▶ _EXERCISE AIM_
You are asked to filter the data below and copy every line holding "Debug".

################

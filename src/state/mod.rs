// Board state - immutable Isolation positions
//
// A GameState is a self-contained snapshot: successors are produced by
// cloning (see move_application.rs), never by mutating a shared board.

use std::fmt;

use itertools::iproduct;
use serde::{Deserialize, Serialize};

use crate::enums::{CellState, Move, Player, KNIGHT_OFFSETS};
use crate::errors::{GameError, GameResult};

mod move_application;

pub const DEFAULT_WIDTH: usize = 7;
pub const DEFAULT_HEIGHT: usize = 7;

#[derive(Debug, Clone, PartialEq, Eq, Hash, Serialize, Deserialize)]
pub struct GameState {
    width: usize,
    height: usize,
    /// Row-major occupancy
    cells: Vec<CellState>,
    locations: [Option<Move>; 2],
    active: Player,
    move_count: usize,
}

impl Default for GameState {
    fn default() -> Self {
        Self::empty(DEFAULT_WIDTH, DEFAULT_HEIGHT)
    }
}

impl GameState {
    /// Creates an empty board with both players unplaced and player one to move.
    pub fn new(width: usize, height: usize) -> GameResult<Self> {
        if width == 0 || height == 0 {
            return Err(GameError::InvalidDimensions { width, height });
        }
        Ok(Self::empty(width, height))
    }

    fn empty(width: usize, height: usize) -> Self {
        GameState {
            width,
            height,
            cells: vec![CellState::Empty; width * height],
            locations: [None, None],
            active: Player::One,
            move_count: 0,
        }
    }

    pub fn width(&self) -> usize {
        self.width
    }

    pub fn height(&self) -> usize {
        self.height
    }

    /// Number of plies played so far.
    pub fn move_count(&self) -> usize {
        self.move_count
    }

    pub fn active_player(&self) -> Player {
        self.active
    }

    pub fn inactive_player(&self) -> Player {
        self.active.opponent()
    }

    pub fn opponent(&self, player: Player) -> Player {
        player.opponent()
    }

    /// Current cell of `player`, or `None` before its first placement.
    pub fn player_location(&self, player: Player) -> Option<Move> {
        self.locations[player.index()]
    }

    pub fn in_bounds(&self, cell: Move) -> bool {
        cell.row < self.height && cell.col < self.width
    }

    pub fn cell(&self, cell: Move) -> Option<CellState> {
        if self.in_bounds(cell) {
            Some(self.cells[self.index_of(cell)])
        } else {
            None
        }
    }

    fn index_of(&self, cell: Move) -> usize {
        cell.row * self.width + cell.col
    }

    fn is_open(&self, cell: Move) -> bool {
        self.cell(cell).is_some_and(CellState::is_empty)
    }

    /// Every empty cell, column by column.
    pub fn blank_spaces(&self) -> Vec<Move> {
        iproduct!(0..self.width, 0..self.height)
            .map(|(col, row)| Move::new(row, col))
            .filter(|&cell| self.is_open(cell))
            .collect()
    }

    /// Legal moves of the player to move.
    pub fn legal_moves(&self) -> Vec<Move> {
        self.legal_moves_for(self.active)
    }

    /// Legal moves of `player` from its current cell, in knight-offset table
    /// order. An unplaced player may take any empty cell.
    pub fn legal_moves_for(&self, player: Player) -> Vec<Move> {
        match self.player_location(player) {
            None => self.blank_spaces(),
            Some(from) => self.knight_moves(from).collect(),
        }
    }

    /// Open cells one knight step away from `from`.
    pub fn knight_moves(&self, from: Move) -> impl Iterator<Item = Move> + '_ {
        KNIGHT_OFFSETS
            .iter()
            .filter_map(move |&(d_row, d_col)| from.offset(d_row, d_col))
            .filter(move |&cell| self.is_open(cell))
    }

    pub fn has_legal_moves(&self, player: Player) -> bool {
        match self.player_location(player) {
            None => self.cells.iter().any(|cell| cell.is_empty()),
            Some(from) => self.knight_moves(from).next().is_some(),
        }
    }

    /// Whether `mv` is legal for the player to move.
    pub fn is_legal_move(&self, mv: Move) -> bool {
        if !self.is_open(mv) {
            return false;
        }
        match self.player_location(self.active) {
            None => true,
            Some(from) => mv.is_knight_step_from(from),
        }
    }

    /// True when `player` has no legal move from its current cell.
    pub fn is_terminal_for(&self, player: Player) -> bool {
        !self.has_legal_moves(player)
    }

    /// `player` is to move and is stuck.
    pub fn is_loser(&self, player: Player) -> bool {
        player == self.active && self.is_terminal_for(player)
    }

    /// `player` just moved and the opponent is stuck.
    pub fn is_winner(&self, player: Player) -> bool {
        player != self.active && self.is_terminal_for(self.active)
    }

    pub fn winner(&self) -> Option<Player> {
        if self.is_terminal_for(self.active) {
            Some(self.inactive_player())
        } else {
            None
        }
    }

    pub fn is_game_over(&self) -> bool {
        self.winner().is_some()
    }
}

impl fmt::Display for GameState {
    fn fmt(&self, f: &mut fmt::Formatter<'_>) -> fmt::Result {
        for row in 0..self.height {
            write!(f, "|")?;
            for col in 0..self.width {
                let symbol = match self.cells[row * self.width + col] {
                    CellState::Empty => ' ',
                    CellState::Blocked => '-',
                    CellState::Occupied(Player::One) => '1',
                    CellState::Occupied(Player::Two) => '2',
                };
                write!(f, " {} |", symbol)?;
            }
            writeln!(f)?;
        }
        Ok(())
    }
}
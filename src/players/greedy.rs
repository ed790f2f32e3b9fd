use rand::seq::SliceRandom;
use rand::Rng;
use rand_xorshift::XorShiftRng;

use super::{seeded_rng, BotPlayer};
use crate::clock::Clock;
use crate::config::SearchConfig;
use crate::enums::Move;
use crate::errors::SearchResult;
use crate::evaluation::Evaluator;
use crate::state::GameState;

/// One-ply greedy choice: the move whose successor scores best for the
/// player to move. With probability `epsilon` a uniformly random move is
/// taken instead. Ties keep the earliest move in generation order.
pub fn greedy_move<R: Rng + ?Sized>(
    state: &GameState,
    evaluator: &dyn Evaluator,
    epsilon: f64,
    rng: &mut R,
) -> Option<Move> {
    let moves = state.legal_moves();
    if moves.is_empty() {
        return None;
    }
    if epsilon > 0.0 && rng.gen_bool(epsilon) {
        return moves.choose(rng).copied();
    }

    let mover = state.active_player();
    let mut best_move = moves[0];
    let mut best_score = f64::NEG_INFINITY;
    for mv in moves {
        let score = evaluator.score(&state.forecast_move(mv), mover);
        if score > best_score {
            best_score = score;
            best_move = mv;
        }
    }
    Some(best_move)
}

pub struct GreedyPlayer {
    evaluator: Box<dyn Evaluator>,
    epsilon: f64,
    rng: XorShiftRng,
}

impl GreedyPlayer {
    pub fn new(config: SearchConfig) -> Self {
        GreedyPlayer {
            evaluator: config.heuristic.build(),
            epsilon: 0.0,
            rng: seeded_rng(config.seed),
        }
    }

    /// Plays a random move with probability `epsilon`.
    pub fn with_epsilon(mut self, epsilon: f64) -> Self {
        self.epsilon = epsilon.clamp(0.0, 1.0);
        self
    }
}

impl Default for GreedyPlayer {
    fn default() -> Self {
        Self::new(SearchConfig::default())
    }
}

impl BotPlayer for GreedyPlayer {
    fn name(&self) -> &str {
        "greedy"
    }

    fn choose_move(
        &mut self,
        state: &GameState,
        _clock: &dyn Clock,
    ) -> SearchResult<Option<Move>> {
        Ok(greedy_move(
            state,
            self.evaluator.as_ref(),
            self.epsilon,
            &mut self.rng,
        ))
    }
}

#[cfg(test)]
mod tests {
    use super::*;
    use crate::enums::Player;
    use crate::evaluation::{ImprovedScore, OpenMoveScore};

    fn scenario() -> GameState {
        GameState::default()
            .forecast_move(Move::new(4, 4))
            .forecast_move(Move::new(0, 2))
    }

    #[test]
    fn test_greedy_maximizes_one_ply_score() {
        let state = scenario();
        let mut rng = seeded_rng(Some(0));
        let mv = greedy_move(&state, &ImprovedScore, 0.0, &mut rng).unwrap();
        // Same choice as a depth-one minimax search
        assert_eq!(mv, Move::new(2, 3));
        let best = ImprovedScore.score(&state.forecast_move(mv), Player::One);
        for other in state.legal_moves() {
            assert!(ImprovedScore.score(&state.forecast_move(other), Player::One) <= best);
        }
    }

    #[test]
    fn test_full_epsilon_is_random_but_legal() {
        let state = scenario();
        let mut rng = seeded_rng(Some(5));
        for _ in 0..20 {
            let mv = greedy_move(&state, &OpenMoveScore, 1.0, &mut rng).unwrap();
            assert!(state.is_legal_move(mv));
        }
    }

    #[test]
    fn test_greedy_player_uses_configured_heuristic() {
        let mut player = GreedyPlayer::new(SearchConfig::default().with_seed(1));
        let clock = || 100.0;
        assert_eq!(
            player.choose_move(&scenario(), &clock),
            Ok(Some(Move::new(2, 3)))
        );
    }

    #[test]
    fn test_greedy_player_epsilon_is_clamped() {
        let state = scenario();
        let clock = || 100.0;
        let mut player = GreedyPlayer::new(SearchConfig::default().with_seed(3)).with_epsilon(2.0);
        assert_eq!(player.epsilon, 1.0);
        for _ in 0..10 {
            let mv = player.choose_move(&state, &clock).unwrap().unwrap();
            assert!(state.is_legal_move(mv));
        }

        let mut player = GreedyPlayer::default().with_epsilon(-1.0);
        assert_eq!(player.epsilon, 0.0);
        assert_eq!(player.choose_move(&state, &clock), Ok(Some(Move::new(2, 3))));
    }

    #[test]
    fn test_greedy_move_when_stuck() {
        let state = GameState::new(3, 3)
            .unwrap()
            .forecast_move(Move::new(0, 0))
            .forecast_move(Move::new(1, 1))
            .forecast_move(Move::new(1, 2));
        let mut rng = seeded_rng(Some(0));
        assert_eq!(greedy_move(&state, &ImprovedScore, 0.5, &mut rng), None);
    }
}
// Turn clocks and cooperative deadlines
//
// Searches never get preempted. Every recursive entry calls
// `Deadline::check`, which turns "too little time left" into a
// `SearchError::Timeout` that unwinds through `?` up to the strategy driver.

use std::time::{Duration, Instant};

use crate::errors::{SearchError, SearchResult};

/// Capability returning the milliseconds left in the current turn.
pub trait Clock {
    fn time_left(&self) -> f64;
}

impl<F> Clock for F
where
    F: Fn() -> f64,
{
    fn time_left(&self) -> f64 {
        self()
    }
}

/// Wall clock for a single turn, started when the turn begins.
#[derive(Debug, Clone, Copy)]
pub struct TurnClock {
    started: Instant,
    limit: Duration,
}

impl TurnClock {
    pub fn start(limit: Duration) -> Self {
        TurnClock {
            started: Instant::now(),
            limit,
        }
    }

    pub fn elapsed(&self) -> Duration {
        self.started.elapsed()
    }

    pub fn limit(&self) -> Duration {
        self.limit
    }
}

impl Clock for TurnClock {
    fn time_left(&self) -> f64 {
        self.limit.as_secs_f64() * 1000.0 - self.elapsed().as_secs_f64() * 1000.0
    }
}

/// A clock plus the safety margin a strategy keeps before the caller's
/// own limit.
#[derive(Clone, Copy)]
pub struct Deadline<'a> {
    clock: &'a dyn Clock,
    threshold_ms: f64,
}

impl<'a> Deadline<'a> {
    pub fn new(clock: &'a dyn Clock, threshold_ms: f64) -> Self {
        Deadline {
            clock,
            threshold_ms,
        }
    }

    pub fn remaining_ms(&self) -> f64 {
        self.clock.time_left()
    }

    pub fn expired(&self) -> bool {
        self.remaining_ms() < self.threshold_ms
    }

    pub fn check(&self) -> SearchResult<()> {
        let remaining_ms = self.remaining_ms();
        if remaining_ms < self.threshold_ms {
            Err(SearchError::Timeout { remaining_ms })
        } else {
            Ok(())
        }
    }
}

/// Test clock that reports plenty of time for a fixed number of reads and
/// then runs out.
#[cfg(test)]
pub(crate) struct CountdownClock {
    reads_left: std::cell::Cell<usize>,
}

#[cfg(test)]
impl CountdownClock {
    pub(crate) fn new(reads: usize) -> Self {
        CountdownClock {
            reads_left: std::cell::Cell::new(reads),
        }
    }
}

#[cfg(test)]
impl Clock for CountdownClock {
    fn time_left(&self) -> f64 {
        let left = self.reads_left.get();
        if left == 0 {
            return 0.0;
        }
        self.reads_left.set(left - 1);
        1_000_000.0
    }
}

################

▶ _RESULT OF THE TASK_
#[derive(Debug, Clone, PartialEq, Eq, Hash, Serialize, Deserialize)]
#[derive(Debug, Clone, Copy)]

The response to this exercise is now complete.